Bravo was the players’ representative in the Indian dispute and administrators obviously have long memories.

There have been plenty of examples where Bravo, Gayle and Pollard have missed tours for their country to get the big bucks in Twenty20 competitions around the world, because of the monetary value on offer compared to what was being offered by the West Indies cricket board.

Bravo, Pollard and Narine would have been excellent additions in this side and given them more depth and experience, especially in the case of Pollard and Bravo, who would strengthen what is for this World Cup, outside Gayle and maybe Darren Bravo, a fairly threadbare batting line-up.

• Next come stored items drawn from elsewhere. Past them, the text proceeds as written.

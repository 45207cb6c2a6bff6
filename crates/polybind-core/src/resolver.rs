//! Dependency resolution and model validation.
//!
//! [`resolve`] is the only way to obtain a [`ValidatedService`]. It checks
//! identifiers, scope-level uniqueness, enum ordinals, type positions and
//! references, then orders enums and structs so that every referenced type
//! precedes its referrer.
//!
//! Ordering is a depth-first traversal with three-colour marking. Roots are
//! visited in declaration order (enums, then structs), so the result is a
//! pure function of the input.

use crate::model::{AbstractType, EnumDef, ServiceDefinition, StructDef, TypeReference};
use crate::{GenerationError, GenerationResult};
use std::collections::{HashMap, HashSet};

/// A service definition that passed validation. Immutable.
#[derive(Debug, Clone)]
pub struct ValidatedService {
    definition: ServiceDefinition,
    order: Vec<DeclarationIndex>,
}

#[derive(Debug, Clone, Copy, PartialEq, Eq)]
enum DeclarationIndex {
    Enum(usize),
    Struct(usize),
}

/// A top-level type declaration.
#[derive(Debug, Clone, Copy)]
pub enum Declaration<'a> {
    Enum(&'a EnumDef),
    Struct(&'a StructDef),
}

impl<'a> Declaration<'a> {
    pub fn name(&self) -> &'a str {
        match self {
            Declaration::Enum(def) => &def.name,
            Declaration::Struct(def) => &def.name,
        }
    }
}

impl ValidatedService {
    /// The underlying definition.
    pub fn definition(&self) -> &ServiceDefinition {
        &self.definition
    }

    /// Service name.
    pub fn name(&self) -> &str {
        &self.definition.name
    }

    /// Enums and structs in dependency order.
    pub fn declarations(&self) -> impl Iterator<Item = Declaration<'_>> + '_ {
        self.order.iter().map(|index| match *index {
            DeclarationIndex::Enum(i) => Declaration::Enum(&self.definition.enums[i]),
            DeclarationIndex::Struct(i) => Declaration::Struct(&self.definition.structs[i]),
        })
    }

    /// Names of enums and structs in dependency order.
    pub fn declaration_order(&self) -> Vec<&str> {
        self.declarations().map(|d| d.name()).collect()
    }

    pub fn find_struct(&self, name: &str) -> Option<&StructDef> {
        self.definition.structs.iter().find(|s| s.name == name)
    }

    pub fn find_enum(&self, name: &str) -> Option<&EnumDef> {
        self.definition.enums.iter().find(|e| e.name == name)
    }
}

/// Validate a service definition and compute its declaration order.
pub fn resolve(definition: ServiceDefinition) -> GenerationResult<ValidatedService> {
    validate_identifiers(&definition)?;
    validate_members(&definition)?;

    let order = {
        let index = build_type_index(&definition)?;
        validate_types(&definition, &index)?;

        let mut orderer = Orderer::new(&definition, &index);
        for def in &definition.enums {
            orderer.visit(&def.name)?;
        }
        for def in &definition.structs {
            orderer.visit(&def.name)?;
        }
        orderer.order
    };

    tracing::debug!(
        service = %definition.name,
        declarations = order.len(),
        operations = definition.operations.len(),
        "Resolved service definition"
    );

    Ok(ValidatedService { definition, order })
}

/// Check that `s` is a canonical identifier.
pub fn is_identifier(s: &str) -> bool {
    let mut chars = s.chars();
    match chars.next() {
        Some(c) if c.is_ascii_alphabetic() || c == '_' => {
            chars.all(|c| c.is_ascii_alphanumeric() || c == '_')
        }
        _ => false,
    }
}

fn check_identifier(name: &str, context: impl FnOnce() -> String) -> GenerationResult<()> {
    if is_identifier(name) {
        Ok(())
    } else {
        Err(GenerationError::InvalidIdentifier {
            identifier: name.to_string(),
            context: context(),
        })
    }
}

fn validate_identifiers(def: &ServiceDefinition) -> GenerationResult<()> {
    check_identifier(&def.name, || "service name".to_string())?;
    if !def.package.is_empty() {
        for segment in def.package.split('.') {
            check_identifier(segment, || format!("package {}", def.package))?;
        }
    }

    for op in &def.operations {
        check_identifier(&op.name, || "operation".to_string())?;
        for param in &op.parameters {
            check_identifier(&param.name, || format!("parameter of {}", op.name))?;
        }
    }
    for event in &def.events {
        check_identifier(&event.name, || "event".to_string())?;
        if let crate::model::EventPayload::Tuple(fields) = &event.payload {
            for field in fields {
                check_identifier(&field.name, || format!("payload of event {}", event.name))?;
            }
        }
    }
    for attr in &def.attributes {
        check_identifier(&attr.name, || "attribute".to_string())?;
    }
    for e in &def.enums {
        check_identifier(&e.name, || "enum".to_string())?;
        for member in &e.members {
            check_identifier(&member.name, || format!("member of enum {}", e.name))?;
        }
    }
    for s in &def.structs {
        check_identifier(&s.name, || "struct".to_string())?;
        for field in &s.fields {
            check_identifier(&field.name, || format!("field of struct {}", s.name))?;
        }
    }

    Ok(())
}

fn ensure_unique<'a>(
    scope: impl FnOnce() -> String,
    names: impl IntoIterator<Item = &'a str>,
) -> GenerationResult<()> {
    let mut seen = HashSet::new();
    for name in names {
        if !seen.insert(name) {
            return Err(GenerationError::NameCollision {
                scope: scope(),
                name: name.to_string(),
            });
        }
    }
    Ok(())
}

fn validate_members(def: &ServiceDefinition) -> GenerationResult<()> {
    // Operations, events and attributes all surface as members of one
    // service type on every target.
    let service_members = def
        .operations
        .iter()
        .map(|o| o.name.as_str())
        .chain(def.events.iter().map(|e| e.name.as_str()))
        .chain(def.attributes.iter().map(|a| a.name.as_str()));
    ensure_unique(|| format!("service {}", def.name), service_members)?;

    for op in &def.operations {
        ensure_unique(
            || format!("operation {}", op.name),
            op.parameters.iter().map(|p| p.name.as_str()),
        )?;
    }
    for event in &def.events {
        if let crate::model::EventPayload::Tuple(fields) = &event.payload {
            ensure_unique(
                || format!("event {}", event.name),
                fields.iter().map(|f| f.name.as_str()),
            )?;
        }
    }
    for s in &def.structs {
        ensure_unique(
            || format!("struct {}", s.name),
            s.fields.iter().map(|f| f.name.as_str()),
        )?;
    }
    for e in &def.enums {
        ensure_unique(
            || format!("enum {}", e.name),
            e.members.iter().map(|m| m.name.as_str()),
        )?;

        let mut ordinals: HashMap<i64, &str> = HashMap::new();
        for member in &e.members {
            if let Some(previous) = ordinals.insert(member.ordinal, &member.name) {
                return Err(GenerationError::DuplicateOrdinal {
                    enum_name: e.name.clone(),
                    ordinal: member.ordinal,
                    member: member.name.clone(),
                    previous: previous.to_string(),
                });
            }
        }
    }

    Ok(())
}

fn build_type_index(def: &ServiceDefinition) -> GenerationResult<HashMap<&str, DeclarationIndex>> {
    let mut index = HashMap::new();
    let declared = def
        .enums
        .iter()
        .enumerate()
        .map(|(i, e)| (e.name.as_str(), DeclarationIndex::Enum(i)))
        .chain(
            def.structs
                .iter()
                .enumerate()
                .map(|(i, s)| (s.name.as_str(), DeclarationIndex::Struct(i))),
        );

    for (name, idx) in declared {
        if index.insert(name, idx).is_some() {
            return Err(GenerationError::NameCollision {
                scope: "top-level types".to_string(),
                name: name.to_string(),
            });
        }
    }

    Ok(index)
}

fn validate_types(
    def: &ServiceDefinition,
    index: &HashMap<&str, DeclarationIndex>,
) -> GenerationResult<()> {
    for s in &def.structs {
        for field in &s.fields {
            let context = || format!("field {}.{}", s.name, field.name);
            check_value_type(&field.ty, context)?;
            check_references(&field.ty, index, context)?;
        }
    }
    for op in &def.operations {
        for param in &op.parameters {
            let context = || format!("parameter {}.{}", op.name, param.name);
            check_value_type(&param.ty, context)?;
            check_references(&param.ty, index, context)?;
        }
        let context = || format!("return type of {}", op.name);
        check_return_type(&op.returns, context)?;
        check_references(&op.returns, index, context)?;
    }
    for event in &def.events {
        match &event.payload {
            crate::model::EventPayload::Value(ty) => {
                let context = || format!("payload of event {}", event.name);
                check_value_type(ty, context)?;
                check_references(ty, index, context)?;
            }
            crate::model::EventPayload::Tuple(fields) => {
                for field in fields {
                    let context = || format!("payload {}.{}", event.name, field.name);
                    check_value_type(&field.ty, context)?;
                    check_references(&field.ty, index, context)?;
                }
            }
        }
    }
    for attr in &def.attributes {
        let context = || format!("attribute {}", attr.name);
        check_value_type(&attr.ty, context)?;
        check_references(&attr.ty, index, context)?;
    }

    Ok(())
}

fn check_value_type(ty: &AbstractType, context: impl Fn() -> String) -> GenerationResult<()> {
    let (nested_void, nested_deferred) = ty.nested_kinds();
    let reason = if ty.is_void() || nested_void {
        Some("void is only valid as an operation result")
    } else if ty.is_deferred() || nested_deferred {
        Some("deferred results are only valid as an operation result")
    } else {
        None
    };

    match reason {
        Some(reason) => Err(GenerationError::InvalidTypeUsage {
            context: context(),
            reason: reason.to_string(),
        }),
        None => Ok(()),
    }
}

fn check_return_type(ty: &AbstractType, context: impl Fn() -> String) -> GenerationResult<()> {
    let payload = ty.payload();
    let (nested_void, nested_deferred) = payload.nested_kinds();
    let reason = if nested_void {
        Some("void cannot be nested inside another type")
    } else if payload.is_deferred() || nested_deferred {
        Some("deferred results cannot be nested")
    } else {
        None
    };

    match reason {
        Some(reason) => Err(GenerationError::InvalidTypeUsage {
            context: context(),
            reason: reason.to_string(),
        }),
        None => Ok(()),
    }
}

fn check_references(
    ty: &AbstractType,
    index: &HashMap<&str, DeclarationIndex>,
    context: impl Fn() -> String,
) -> GenerationResult<()> {
    for reference in ty.references() {
        let (kind, name, found) = match reference {
            TypeReference::Enum(name) => (
                "enum",
                name,
                matches!(index.get(name), Some(DeclarationIndex::Enum(_))),
            ),
            TypeReference::Struct(name) => (
                "struct",
                name,
                matches!(index.get(name), Some(DeclarationIndex::Struct(_))),
            ),
        };
        if !found {
            return Err(GenerationError::UndefinedReference {
                kind,
                name: name.to_string(),
                referenced_from: context(),
            });
        }
    }
    Ok(())
}

#[derive(Debug, Clone, Copy, PartialEq, Eq)]
enum Mark {
    InProgress,
    Done,
}

struct Orderer<'a> {
    def: &'a ServiceDefinition,
    index: &'a HashMap<&'a str, DeclarationIndex>,
    marks: HashMap<&'a str, Mark>,
    stack: Vec<&'a str>,
    order: Vec<DeclarationIndex>,
}

impl<'a> Orderer<'a> {
    fn new(def: &'a ServiceDefinition, index: &'a HashMap<&'a str, DeclarationIndex>) -> Self {
        Self {
            def,
            index,
            marks: HashMap::new(),
            stack: Vec::new(),
            order: Vec::new(),
        }
    }

    fn visit(&mut self, name: &'a str) -> GenerationResult<()> {
        match self.marks.get(name) {
            Some(Mark::Done) => return Ok(()),
            Some(Mark::InProgress) => {
                let start = self.stack.iter().position(|n| *n == name).unwrap_or(0);
                let mut cycle: Vec<String> =
                    self.stack[start..].iter().map(|n| n.to_string()).collect();
                cycle.push(name.to_string());
                return Err(GenerationError::CyclicReference { cycle });
            }
            None => {}
        }

        let idx = *self.index.get(name).ok_or_else(|| {
            GenerationError::Internal(format!("declaration '{name}' missing from type index"))
        })?;

        self.marks.insert(name, Mark::InProgress);
        self.stack.push(name);

        if let DeclarationIndex::Struct(i) = idx {
            let def: &'a StructDef = &self.def.structs[i];
            for field in &def.fields {
                for reference in field.ty.references() {
                    let dep = match reference {
                        TypeReference::Enum(n) | TypeReference::Struct(n) => n,
                    };
                    self.visit(dep)?;
                }
            }
        }

        self.stack.pop();
        self.marks.insert(name, Mark::Done);
        self.order.push(idx);
        Ok(())
    }
}

#[cfg(test)]
#[path = "resolver/resolver_tests.rs"]
mod resolver_tests;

Cricket in the West Indies after such a wonderful era for almost 20 years has been going downhill since the mid 1990s. There doesn’t seen to be enough hard work done for everyone to be on the same page to provide the building blocks for them to one day be a force again.

Ireland beat them in their first match in this World Cup and that wasn’t a major surprise. With the greatest respect to the Irish, who are improving all the time, they don’t have Test status yet, so it just shows how much the mighty have fallen.